Stored data entries
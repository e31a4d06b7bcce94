//! Callable wrapping with just-in-time dependency injection.

use std::collections::HashSet;
use std::fmt;
use std::future::Future;
use std::sync::Arc;

use crate::container::{Container, ResolverContext};
use crate::error::{DiError, DiResult};
use crate::inject::{DependencySet, InjectionPlan, Overrides, ParamKind};
use crate::internal::BoxFuture;
use crate::traits::ResolverCore;

/// Builder describing a callable's signature before wrapping it.
///
/// Parameters are declared in their original order: `dep` for parameters
/// the container supplies, `arg` for parameters the caller supplies. The
/// `dep` parameters map, in order, onto the elements of the dependency tuple
/// the wrapped closure receives. The caller's arguments arrive as a single
/// value (usually a struct with named fields), so arguments following an
/// injected parameter can only ever be passed by name.
///
/// # Examples
///
/// ```
/// use ferrous_ioc::Container;
/// use std::sync::Arc;
///
/// struct Greeter { greeting: String }
/// struct GreetArgs { name: String }
///
/// let container = Container::new();
/// container.add_singleton(Greeter { greeting: "Hello".to_string() }).unwrap();
///
/// let greet = container
///     .injector("greet")
///     .dep("greeter")
///     .arg("name")
///     .wrap(|(greeter,): (Arc<Greeter>,), args: GreetArgs| {
///         format!("{}, {}!", greeter.greeting, args.name)
///     })
///     .unwrap();
///
/// assert_eq!(greet.plan().keyword_only(), vec!["name"]);
/// assert_eq!(greet.call(GreetArgs { name: "Ada".to_string() }).unwrap(), "Hello, Ada!");
/// ```
///
/// Arguments cannot be passed positionally:
///
/// ```compile_fail
/// use ferrous_ioc::Container;
/// use std::sync::Arc;
///
/// struct Greeter;
/// struct GreetArgs { name: String }
///
/// let container = Container::new();
/// container.add_singleton(Greeter).unwrap();
/// let greet = container
///     .injector("greet")
///     .dep("greeter")
///     .arg("name")
///     .wrap(|(_greeter,): (Arc<Greeter>,), args: GreetArgs| args.name)
///     .unwrap();
///
/// greet.call("Ada".to_string());
/// ```
pub struct Injector {
    container: Container,
    callable: &'static str,
    params: Vec<(&'static str, bool)>,
}

impl Injector {
    pub(crate) fn new(container: Container, callable: &'static str) -> Self {
        Self {
            container,
            callable,
            params: Vec::new(),
        }
    }

    /// Declares a caller-supplied parameter.
    pub fn arg(mut self, name: &'static str) -> Self {
        self.params.push((name, false));
        self
    }

    /// Declares a container-supplied parameter.
    pub fn dep(mut self, name: &'static str) -> Self {
        self.params.push((name, true));
        self
    }

    /// Wraps a synchronous callable.
    ///
    /// The injection plan is computed here, once: `Option<Arc<T>>`
    /// dependencies whose key is unregistered at this point always receive
    /// `None`.
    pub fn wrap<D, A, R, F>(self, func: F) -> DiResult<Injected<D, A, R>>
    where
        D: DependencySet,
        F: Fn(D, A) -> R + Send + Sync + 'static,
    {
        let plan = self.plan::<D>()?;
        tracing::debug!(callable = self.callable, params = plan.params().len(), "callable wrapped");
        Ok(Injected {
            container: self.container,
            plan: Arc::new(plan),
            func: Arc::new(func),
        })
    }

    /// Wraps an asynchronous callable.
    ///
    /// Dependencies are resolved through the async path, so async providers
    /// are accepted.
    pub fn wrap_async<D, A, R, F, Fut>(self, func: F) -> DiResult<InjectedAsync<D, A, R>>
    where
        D: DependencySet,
        A: 'static,
        R: 'static,
        F: Fn(D, A) -> Fut + Send + Sync + 'static,
        Fut: Future<Output = R> + Send + 'static,
    {
        let plan = self.plan::<D>()?;
        tracing::debug!(callable = self.callable, params = plan.params().len(), "async callable wrapped");
        Ok(InjectedAsync {
            container: self.container,
            plan: Arc::new(plan),
            func: Arc::new(move |deps: D, args: A| -> BoxFuture<'static, R> { Box::pin(func(deps, args)) }),
        })
    }

    fn plan<D: DependencySet>(&self) -> DiResult<InjectionPlan> {
        let mut seen = HashSet::new();
        for (name, _) in &self.params {
            if !seen.insert(*name) {
                return Err(DiError::InvalidSignature {
                    callable: self.callable,
                    reason: format!("duplicate parameter '{}'", name),
                });
            }
        }

        let declared = self.params.iter().filter(|(_, dep)| *dep).count();
        if declared != D::ARITY {
            return Err(DiError::InvalidSignature {
                callable: self.callable,
                reason: format!(
                    "{} dependencies declared but the dependency tuple has {}",
                    declared,
                    D::ARITY
                ),
            });
        }

        let mut kinds = D::classify(&self.container).into_iter();
        let signature = self
            .params
            .iter()
            .map(|&(name, dep)| {
                let kind = if dep {
                    kinds.next().unwrap_or(ParamKind::PassThrough)
                } else {
                    ParamKind::PassThrough
                };
                (name, kind)
            })
            .collect();

        Ok(InjectionPlan::new(self.callable, signature))
    }
}

impl fmt::Debug for Injector {
    fn fmt(&self, f: &mut fmt::Formatter<'_>) -> fmt::Result {
        f.debug_struct("Injector")
            .field("callable", &self.callable)
            .field("params", &self.params)
            .finish()
    }
}

/// A synchronous callable with its dependencies injected per call.
pub struct Injected<D, A, R> {
    container: Container,
    plan: Arc<InjectionPlan>,
    func: Arc<dyn Fn(D, A) -> R + Send + Sync>,
}

impl<D: DependencySet, A, R> Injected<D, A, R> {
    /// Calls the wrapped callable, resolving every dependency.
    pub fn call(&self, args: A) -> DiResult<R> {
        self.call_with(Overrides::new(), args)
    }

    /// Calls the wrapped callable; parameters named in `overrides` use the
    /// supplied value instead of being resolved.
    ///
    /// Resolution failures are reported as
    /// [`DiError::DependencyInjection`] naming the parameter, except
    /// [`DiError::AsyncProviderInSyncContext`], which is returned as is.
    pub fn call_with(&self, overrides: Overrides, args: A) -> DiResult<R> {
        self.invoke(&self.container, overrides, args)
    }

    /// Calls the wrapped callable from inside a factory, continuing the
    /// factory's resolution chain.
    ///
    /// A dependency that is already being built further up the chain is
    /// reported as a [`DiError::CircularDependency`] (wrapped in
    /// [`DiError::DependencyInjection`]).
    pub fn call_in(&self, ctx: &ResolverContext, args: A) -> DiResult<R> {
        self.invoke(ctx, Overrides::new(), args)
    }

    /// [`call_in`](Self::call_in) with overrides.
    pub fn call_with_in(&self, ctx: &ResolverContext, overrides: Overrides, args: A) -> DiResult<R> {
        self.invoke(ctx, overrides, args)
    }

    fn invoke(&self, resolver: &dyn ResolverCore, overrides: Overrides, args: A) -> DiResult<R> {
        let slots = self.plan.slots(overrides)?;
        let deps = D::resolve(slots, resolver).map_err(|failure| self.plan.wrap_error(failure))?;
        Ok((self.func)(deps, args))
    }

    /// Name of the wrapped callable.
    pub fn name(&self) -> &'static str {
        self.plan.callable()
    }

    /// The plan computed at wrap time.
    pub fn plan(&self) -> &InjectionPlan {
        &self.plan
    }
}

impl<D, A, R> Clone for Injected<D, A, R> {
    fn clone(&self) -> Self {
        Self {
            container: self.container.clone(),
            plan: self.plan.clone(),
            func: self.func.clone(),
        }
    }
}

impl<D, A, R> fmt::Debug for Injected<D, A, R> {
    fn fmt(&self, f: &mut fmt::Formatter<'_>) -> fmt::Result {
        f.debug_struct("Injected").field("plan", &self.plan).finish()
    }
}

/// An asynchronous callable with its dependencies injected per call.
pub struct InjectedAsync<D, A, R> {
    container: Container,
    plan: Arc<InjectionPlan>,
    func: Arc<dyn Fn(D, A) -> BoxFuture<'static, R> + Send + Sync>,
}

impl<D: DependencySet, A, R> InjectedAsync<D, A, R> {
    /// Calls the wrapped callable, resolving every dependency.
    pub async fn call(&self, args: A) -> DiResult<R> {
        self.call_with(Overrides::new(), args).await
    }

    /// Calls the wrapped callable with caller-supplied dependency values.
    pub async fn call_with(&self, overrides: Overrides, args: A) -> DiResult<R> {
        self.invoke(&self.container, overrides, args).await
    }

    /// Calls the wrapped callable from inside a factory, continuing the
    /// factory's resolution chain.
    pub async fn call_in(&self, ctx: &ResolverContext, args: A) -> DiResult<R> {
        self.invoke(ctx, Overrides::new(), args).await
    }

    /// [`call_in`](Self::call_in) with overrides.
    pub async fn call_with_in(&self, ctx: &ResolverContext, overrides: Overrides, args: A) -> DiResult<R> {
        self.invoke(ctx, overrides, args).await
    }

    async fn invoke(&self, resolver: &dyn ResolverCore, overrides: Overrides, args: A) -> DiResult<R> {
        let slots = self.plan.slots(overrides)?;
        let deps = D::resolve_async(slots, resolver)
            .await
            .map_err(|failure| self.plan.wrap_error(failure))?;
        Ok((self.func)(deps, args).await)
    }

    /// Name of the wrapped callable.
    pub fn name(&self) -> &'static str {
        self.plan.callable()
    }

    /// The plan computed at wrap time.
    pub fn plan(&self) -> &InjectionPlan {
        &self.plan
    }
}

impl<D, A, R> Clone for InjectedAsync<D, A, R> {
    fn clone(&self) -> Self {
        Self {
            container: self.container.clone(),
            plan: self.plan.clone(),
            func: self.func.clone(),
        }
    }
}

impl<D, A, R> fmt::Debug for InjectedAsync<D, A, R> {
    fn fmt(&self, f: &mut fmt::Formatter<'_>) -> fmt::Result {
        f.debug_struct("InjectedAsync").field("plan", &self.plan).finish()
    }
}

Problem: Where a line of the data includes the string "reported", list that line.

Solution to the problem:
    /// Resolution failures are reported as
    /// reported as a [`DiError::CircularDependency`] (wrapped in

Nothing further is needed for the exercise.